(Source data)
+-------+

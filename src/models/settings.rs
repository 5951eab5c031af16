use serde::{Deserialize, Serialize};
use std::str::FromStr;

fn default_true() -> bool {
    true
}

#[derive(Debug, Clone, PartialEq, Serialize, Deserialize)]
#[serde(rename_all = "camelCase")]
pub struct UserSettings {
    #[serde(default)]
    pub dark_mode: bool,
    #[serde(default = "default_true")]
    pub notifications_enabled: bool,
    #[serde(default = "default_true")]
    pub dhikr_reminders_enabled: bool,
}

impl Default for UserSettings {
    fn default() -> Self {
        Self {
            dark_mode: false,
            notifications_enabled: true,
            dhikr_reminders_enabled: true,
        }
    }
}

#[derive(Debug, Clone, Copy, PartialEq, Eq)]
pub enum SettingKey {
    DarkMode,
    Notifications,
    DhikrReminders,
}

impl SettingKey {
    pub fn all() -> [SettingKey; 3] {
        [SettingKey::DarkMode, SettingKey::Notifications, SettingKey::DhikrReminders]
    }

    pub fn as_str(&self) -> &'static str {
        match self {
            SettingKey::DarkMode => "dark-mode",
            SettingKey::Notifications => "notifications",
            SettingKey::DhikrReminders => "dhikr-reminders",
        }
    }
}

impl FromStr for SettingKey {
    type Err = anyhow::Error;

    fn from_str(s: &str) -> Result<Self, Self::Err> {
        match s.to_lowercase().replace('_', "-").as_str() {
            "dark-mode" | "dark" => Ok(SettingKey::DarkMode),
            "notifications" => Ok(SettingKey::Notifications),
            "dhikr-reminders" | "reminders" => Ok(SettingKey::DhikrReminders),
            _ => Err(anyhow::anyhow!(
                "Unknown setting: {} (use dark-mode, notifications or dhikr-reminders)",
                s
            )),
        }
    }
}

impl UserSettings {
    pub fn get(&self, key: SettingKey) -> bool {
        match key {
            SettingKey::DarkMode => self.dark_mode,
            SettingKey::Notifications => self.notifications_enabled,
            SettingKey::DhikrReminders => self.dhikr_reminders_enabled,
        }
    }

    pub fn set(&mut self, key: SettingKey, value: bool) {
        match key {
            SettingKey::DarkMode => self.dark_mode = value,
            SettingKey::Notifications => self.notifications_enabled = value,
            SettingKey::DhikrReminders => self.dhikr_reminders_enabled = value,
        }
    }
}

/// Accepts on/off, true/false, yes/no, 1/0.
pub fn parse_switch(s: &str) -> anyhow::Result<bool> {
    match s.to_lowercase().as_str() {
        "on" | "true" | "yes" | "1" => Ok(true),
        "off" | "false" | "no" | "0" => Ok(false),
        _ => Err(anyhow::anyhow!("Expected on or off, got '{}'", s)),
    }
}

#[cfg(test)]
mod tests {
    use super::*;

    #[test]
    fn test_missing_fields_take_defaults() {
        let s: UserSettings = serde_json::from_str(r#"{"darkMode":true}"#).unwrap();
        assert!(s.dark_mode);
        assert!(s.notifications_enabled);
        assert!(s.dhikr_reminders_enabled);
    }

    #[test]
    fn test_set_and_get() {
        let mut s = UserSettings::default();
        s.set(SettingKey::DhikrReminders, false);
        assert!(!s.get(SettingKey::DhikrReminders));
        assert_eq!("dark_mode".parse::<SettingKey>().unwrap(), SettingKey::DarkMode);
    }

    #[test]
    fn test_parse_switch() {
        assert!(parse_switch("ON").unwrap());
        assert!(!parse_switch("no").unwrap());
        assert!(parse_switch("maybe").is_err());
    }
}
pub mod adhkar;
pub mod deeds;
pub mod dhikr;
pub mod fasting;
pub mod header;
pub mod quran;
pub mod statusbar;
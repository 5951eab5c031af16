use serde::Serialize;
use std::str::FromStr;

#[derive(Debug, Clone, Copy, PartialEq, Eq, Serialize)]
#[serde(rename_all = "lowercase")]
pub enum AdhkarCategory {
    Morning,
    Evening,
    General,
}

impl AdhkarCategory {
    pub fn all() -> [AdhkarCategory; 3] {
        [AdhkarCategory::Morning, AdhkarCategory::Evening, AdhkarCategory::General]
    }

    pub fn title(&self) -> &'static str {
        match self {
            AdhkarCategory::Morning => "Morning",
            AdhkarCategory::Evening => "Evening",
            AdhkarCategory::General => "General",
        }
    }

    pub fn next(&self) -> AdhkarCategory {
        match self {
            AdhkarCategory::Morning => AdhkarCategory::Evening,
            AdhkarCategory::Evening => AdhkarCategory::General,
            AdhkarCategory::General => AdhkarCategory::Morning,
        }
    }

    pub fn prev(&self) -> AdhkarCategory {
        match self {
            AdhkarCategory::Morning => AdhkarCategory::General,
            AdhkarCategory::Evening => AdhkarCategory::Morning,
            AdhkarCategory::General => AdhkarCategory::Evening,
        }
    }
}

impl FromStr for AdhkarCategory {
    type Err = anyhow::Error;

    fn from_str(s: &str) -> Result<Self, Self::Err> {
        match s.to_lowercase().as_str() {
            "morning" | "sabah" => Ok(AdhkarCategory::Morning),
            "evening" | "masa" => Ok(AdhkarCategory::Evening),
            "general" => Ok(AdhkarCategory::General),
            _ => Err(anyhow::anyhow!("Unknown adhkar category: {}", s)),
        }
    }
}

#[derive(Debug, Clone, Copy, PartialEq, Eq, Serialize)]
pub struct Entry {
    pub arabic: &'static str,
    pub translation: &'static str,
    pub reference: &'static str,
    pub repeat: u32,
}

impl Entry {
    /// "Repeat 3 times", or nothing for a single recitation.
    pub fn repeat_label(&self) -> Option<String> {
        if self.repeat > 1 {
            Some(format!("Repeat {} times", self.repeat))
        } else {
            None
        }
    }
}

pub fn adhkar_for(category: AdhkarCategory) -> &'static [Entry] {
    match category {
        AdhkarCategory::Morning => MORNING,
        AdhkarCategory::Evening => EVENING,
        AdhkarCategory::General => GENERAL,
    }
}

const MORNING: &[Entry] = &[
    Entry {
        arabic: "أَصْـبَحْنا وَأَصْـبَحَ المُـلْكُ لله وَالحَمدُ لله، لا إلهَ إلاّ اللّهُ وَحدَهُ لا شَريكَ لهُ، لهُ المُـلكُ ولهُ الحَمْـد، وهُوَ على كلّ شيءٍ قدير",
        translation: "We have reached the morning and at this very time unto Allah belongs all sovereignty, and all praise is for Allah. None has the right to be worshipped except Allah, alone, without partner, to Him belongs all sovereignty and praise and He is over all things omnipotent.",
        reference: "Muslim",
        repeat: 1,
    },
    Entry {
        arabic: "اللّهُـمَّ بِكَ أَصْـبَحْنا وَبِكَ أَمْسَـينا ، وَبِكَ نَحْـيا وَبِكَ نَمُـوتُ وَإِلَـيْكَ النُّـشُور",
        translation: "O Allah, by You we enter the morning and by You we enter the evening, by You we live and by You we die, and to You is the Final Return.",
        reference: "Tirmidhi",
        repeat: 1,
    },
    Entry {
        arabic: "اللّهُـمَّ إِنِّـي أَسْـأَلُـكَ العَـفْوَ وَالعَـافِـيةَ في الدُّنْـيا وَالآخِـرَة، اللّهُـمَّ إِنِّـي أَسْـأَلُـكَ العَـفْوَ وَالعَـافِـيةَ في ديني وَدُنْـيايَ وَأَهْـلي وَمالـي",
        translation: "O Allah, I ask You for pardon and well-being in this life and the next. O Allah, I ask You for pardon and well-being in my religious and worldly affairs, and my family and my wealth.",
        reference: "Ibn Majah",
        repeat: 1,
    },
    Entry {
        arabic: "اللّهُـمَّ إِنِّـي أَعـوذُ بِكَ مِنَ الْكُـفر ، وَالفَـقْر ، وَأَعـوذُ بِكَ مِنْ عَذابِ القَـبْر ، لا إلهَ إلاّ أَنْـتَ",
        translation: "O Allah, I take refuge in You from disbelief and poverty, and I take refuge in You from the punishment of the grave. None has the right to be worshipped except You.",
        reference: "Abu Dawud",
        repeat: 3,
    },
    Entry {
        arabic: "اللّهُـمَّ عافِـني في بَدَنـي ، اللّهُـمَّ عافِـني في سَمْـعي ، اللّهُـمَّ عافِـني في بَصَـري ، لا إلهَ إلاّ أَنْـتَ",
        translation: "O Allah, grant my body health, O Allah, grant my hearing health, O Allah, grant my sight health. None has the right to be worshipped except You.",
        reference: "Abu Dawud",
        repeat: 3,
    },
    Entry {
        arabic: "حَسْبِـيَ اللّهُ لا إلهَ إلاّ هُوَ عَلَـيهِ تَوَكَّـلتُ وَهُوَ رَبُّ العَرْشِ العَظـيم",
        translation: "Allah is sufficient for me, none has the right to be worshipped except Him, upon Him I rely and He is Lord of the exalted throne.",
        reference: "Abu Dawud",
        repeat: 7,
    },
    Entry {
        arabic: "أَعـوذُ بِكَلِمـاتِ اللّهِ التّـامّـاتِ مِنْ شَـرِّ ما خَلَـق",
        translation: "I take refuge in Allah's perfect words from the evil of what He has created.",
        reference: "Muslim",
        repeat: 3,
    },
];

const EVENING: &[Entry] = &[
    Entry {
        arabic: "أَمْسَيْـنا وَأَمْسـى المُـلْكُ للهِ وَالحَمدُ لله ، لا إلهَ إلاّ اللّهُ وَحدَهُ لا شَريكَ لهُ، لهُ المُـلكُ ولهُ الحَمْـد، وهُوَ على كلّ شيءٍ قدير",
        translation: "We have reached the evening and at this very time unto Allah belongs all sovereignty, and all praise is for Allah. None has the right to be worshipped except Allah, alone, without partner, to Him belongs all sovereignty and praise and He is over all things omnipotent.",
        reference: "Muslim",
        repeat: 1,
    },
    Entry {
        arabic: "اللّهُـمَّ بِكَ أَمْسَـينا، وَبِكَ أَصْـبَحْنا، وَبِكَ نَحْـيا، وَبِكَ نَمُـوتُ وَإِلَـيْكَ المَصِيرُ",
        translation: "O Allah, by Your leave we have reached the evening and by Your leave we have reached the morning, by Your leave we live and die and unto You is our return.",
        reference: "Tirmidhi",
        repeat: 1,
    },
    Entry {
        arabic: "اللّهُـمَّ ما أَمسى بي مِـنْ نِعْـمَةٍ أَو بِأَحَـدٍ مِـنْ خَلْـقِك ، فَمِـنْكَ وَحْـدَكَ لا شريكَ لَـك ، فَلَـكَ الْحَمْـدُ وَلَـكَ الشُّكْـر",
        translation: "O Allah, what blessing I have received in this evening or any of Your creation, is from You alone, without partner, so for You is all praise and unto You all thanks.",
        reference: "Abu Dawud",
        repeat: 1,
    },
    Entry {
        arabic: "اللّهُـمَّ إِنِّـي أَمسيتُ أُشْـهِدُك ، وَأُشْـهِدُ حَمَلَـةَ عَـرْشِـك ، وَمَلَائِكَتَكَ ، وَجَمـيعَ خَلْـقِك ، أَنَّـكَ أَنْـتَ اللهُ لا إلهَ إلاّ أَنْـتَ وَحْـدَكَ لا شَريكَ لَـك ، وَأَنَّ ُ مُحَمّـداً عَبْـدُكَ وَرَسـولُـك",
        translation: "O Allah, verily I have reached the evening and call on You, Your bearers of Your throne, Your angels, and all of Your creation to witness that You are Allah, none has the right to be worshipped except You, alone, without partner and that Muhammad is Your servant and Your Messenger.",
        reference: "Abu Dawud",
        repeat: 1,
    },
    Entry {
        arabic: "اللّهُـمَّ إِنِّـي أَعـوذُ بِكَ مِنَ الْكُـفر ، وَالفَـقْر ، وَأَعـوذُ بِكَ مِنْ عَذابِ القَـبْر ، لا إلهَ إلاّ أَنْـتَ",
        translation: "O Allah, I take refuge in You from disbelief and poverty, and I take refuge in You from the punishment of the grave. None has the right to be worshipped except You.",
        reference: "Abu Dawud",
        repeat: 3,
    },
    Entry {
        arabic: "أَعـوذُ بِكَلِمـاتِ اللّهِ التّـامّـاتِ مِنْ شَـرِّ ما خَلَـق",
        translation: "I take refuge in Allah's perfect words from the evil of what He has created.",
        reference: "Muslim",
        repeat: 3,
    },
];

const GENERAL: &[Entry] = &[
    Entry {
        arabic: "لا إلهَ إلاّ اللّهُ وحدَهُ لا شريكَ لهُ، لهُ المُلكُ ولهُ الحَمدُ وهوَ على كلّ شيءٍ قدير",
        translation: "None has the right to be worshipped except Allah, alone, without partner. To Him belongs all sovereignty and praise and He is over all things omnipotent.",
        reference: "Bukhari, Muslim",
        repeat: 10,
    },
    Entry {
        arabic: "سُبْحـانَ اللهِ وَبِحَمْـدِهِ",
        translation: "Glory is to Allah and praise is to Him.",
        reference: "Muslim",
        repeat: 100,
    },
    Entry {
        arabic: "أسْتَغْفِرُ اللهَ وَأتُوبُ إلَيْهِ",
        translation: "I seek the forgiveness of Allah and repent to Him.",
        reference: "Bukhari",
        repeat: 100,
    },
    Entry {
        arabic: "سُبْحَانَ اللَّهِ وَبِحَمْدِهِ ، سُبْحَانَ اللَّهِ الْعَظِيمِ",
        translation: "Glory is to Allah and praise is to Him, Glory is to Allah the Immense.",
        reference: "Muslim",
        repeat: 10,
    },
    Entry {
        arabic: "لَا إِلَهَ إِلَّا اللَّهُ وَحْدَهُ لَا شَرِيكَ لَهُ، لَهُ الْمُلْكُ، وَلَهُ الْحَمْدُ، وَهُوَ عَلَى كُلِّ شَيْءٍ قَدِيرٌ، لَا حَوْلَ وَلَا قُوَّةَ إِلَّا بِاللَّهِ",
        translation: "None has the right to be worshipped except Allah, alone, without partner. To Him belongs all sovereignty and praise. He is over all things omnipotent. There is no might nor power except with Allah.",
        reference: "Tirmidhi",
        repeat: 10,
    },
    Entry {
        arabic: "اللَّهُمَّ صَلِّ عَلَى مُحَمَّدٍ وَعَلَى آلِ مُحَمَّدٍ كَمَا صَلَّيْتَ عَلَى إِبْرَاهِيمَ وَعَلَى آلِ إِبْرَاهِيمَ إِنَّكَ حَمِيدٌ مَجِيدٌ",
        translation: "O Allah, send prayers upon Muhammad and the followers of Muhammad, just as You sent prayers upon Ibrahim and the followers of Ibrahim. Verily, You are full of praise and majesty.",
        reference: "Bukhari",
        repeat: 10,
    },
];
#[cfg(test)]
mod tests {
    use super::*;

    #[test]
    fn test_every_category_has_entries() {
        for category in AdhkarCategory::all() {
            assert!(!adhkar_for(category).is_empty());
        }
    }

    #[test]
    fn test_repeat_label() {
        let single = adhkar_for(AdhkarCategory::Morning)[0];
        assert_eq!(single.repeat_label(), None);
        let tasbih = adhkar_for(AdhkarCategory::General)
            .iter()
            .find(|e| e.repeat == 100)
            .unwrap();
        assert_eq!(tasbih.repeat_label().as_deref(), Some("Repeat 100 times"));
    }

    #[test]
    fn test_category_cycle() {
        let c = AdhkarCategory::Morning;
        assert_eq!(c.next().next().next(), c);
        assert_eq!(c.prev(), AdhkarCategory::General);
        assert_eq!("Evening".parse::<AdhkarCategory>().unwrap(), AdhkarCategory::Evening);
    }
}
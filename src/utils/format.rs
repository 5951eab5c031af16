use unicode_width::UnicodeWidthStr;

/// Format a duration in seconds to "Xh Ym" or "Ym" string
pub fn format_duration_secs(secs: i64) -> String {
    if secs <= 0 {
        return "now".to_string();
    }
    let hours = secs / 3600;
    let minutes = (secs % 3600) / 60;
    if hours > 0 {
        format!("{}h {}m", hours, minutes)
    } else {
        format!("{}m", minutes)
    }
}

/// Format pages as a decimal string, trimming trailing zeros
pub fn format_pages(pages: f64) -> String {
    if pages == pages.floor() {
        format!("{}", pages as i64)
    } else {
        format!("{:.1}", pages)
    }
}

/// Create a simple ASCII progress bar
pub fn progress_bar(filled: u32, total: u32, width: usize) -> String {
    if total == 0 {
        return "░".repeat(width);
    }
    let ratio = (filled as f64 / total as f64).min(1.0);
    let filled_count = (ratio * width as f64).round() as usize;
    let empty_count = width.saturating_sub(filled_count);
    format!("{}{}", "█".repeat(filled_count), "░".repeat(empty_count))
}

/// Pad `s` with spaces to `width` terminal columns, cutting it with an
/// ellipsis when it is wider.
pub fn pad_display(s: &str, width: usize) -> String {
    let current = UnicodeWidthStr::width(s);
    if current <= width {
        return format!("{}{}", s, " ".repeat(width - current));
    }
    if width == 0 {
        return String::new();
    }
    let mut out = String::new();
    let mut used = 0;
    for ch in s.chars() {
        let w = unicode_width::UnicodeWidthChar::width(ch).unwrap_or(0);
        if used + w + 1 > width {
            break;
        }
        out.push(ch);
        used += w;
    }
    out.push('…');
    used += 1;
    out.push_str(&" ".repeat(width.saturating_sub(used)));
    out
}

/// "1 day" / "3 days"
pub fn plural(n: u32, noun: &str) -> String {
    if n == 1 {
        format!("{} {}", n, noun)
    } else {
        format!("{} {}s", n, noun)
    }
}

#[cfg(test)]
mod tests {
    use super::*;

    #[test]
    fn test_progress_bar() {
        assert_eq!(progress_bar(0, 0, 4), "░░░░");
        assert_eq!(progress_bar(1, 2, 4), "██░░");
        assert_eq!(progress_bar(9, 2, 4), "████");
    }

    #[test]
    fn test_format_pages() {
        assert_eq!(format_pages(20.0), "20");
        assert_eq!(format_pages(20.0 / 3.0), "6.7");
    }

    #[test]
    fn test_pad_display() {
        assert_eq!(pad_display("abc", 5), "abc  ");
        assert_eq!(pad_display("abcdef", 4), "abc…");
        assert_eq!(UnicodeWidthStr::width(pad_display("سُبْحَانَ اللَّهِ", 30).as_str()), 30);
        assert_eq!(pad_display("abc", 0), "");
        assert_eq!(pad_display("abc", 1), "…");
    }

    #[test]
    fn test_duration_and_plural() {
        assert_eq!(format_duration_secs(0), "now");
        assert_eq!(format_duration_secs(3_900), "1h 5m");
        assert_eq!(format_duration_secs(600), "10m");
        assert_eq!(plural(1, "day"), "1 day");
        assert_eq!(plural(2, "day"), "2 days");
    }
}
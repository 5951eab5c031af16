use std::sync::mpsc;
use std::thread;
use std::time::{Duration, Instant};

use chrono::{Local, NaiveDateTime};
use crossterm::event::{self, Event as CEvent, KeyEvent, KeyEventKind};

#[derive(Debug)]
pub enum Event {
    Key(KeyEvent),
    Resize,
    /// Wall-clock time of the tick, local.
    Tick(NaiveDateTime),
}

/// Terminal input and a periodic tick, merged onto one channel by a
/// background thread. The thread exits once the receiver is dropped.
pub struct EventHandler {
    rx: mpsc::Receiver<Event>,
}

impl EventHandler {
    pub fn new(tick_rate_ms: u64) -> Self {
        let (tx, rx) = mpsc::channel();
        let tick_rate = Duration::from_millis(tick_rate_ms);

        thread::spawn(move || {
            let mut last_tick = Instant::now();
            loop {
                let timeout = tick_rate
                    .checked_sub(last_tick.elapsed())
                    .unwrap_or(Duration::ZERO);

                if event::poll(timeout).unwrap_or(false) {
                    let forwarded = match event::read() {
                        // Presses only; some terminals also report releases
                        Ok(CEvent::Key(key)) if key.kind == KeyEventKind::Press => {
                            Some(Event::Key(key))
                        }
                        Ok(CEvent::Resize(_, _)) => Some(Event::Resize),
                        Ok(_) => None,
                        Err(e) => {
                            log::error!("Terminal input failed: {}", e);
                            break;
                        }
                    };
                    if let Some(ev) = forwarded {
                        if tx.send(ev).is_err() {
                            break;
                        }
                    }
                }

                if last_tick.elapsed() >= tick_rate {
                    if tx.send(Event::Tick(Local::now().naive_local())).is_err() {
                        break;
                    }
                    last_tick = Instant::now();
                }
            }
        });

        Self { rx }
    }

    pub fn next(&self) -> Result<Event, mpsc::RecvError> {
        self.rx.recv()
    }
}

+-------+

• _Your task_
Give the number of lines in the records above that contain the word "channel", and nothing more.

• _Finished exercise_
2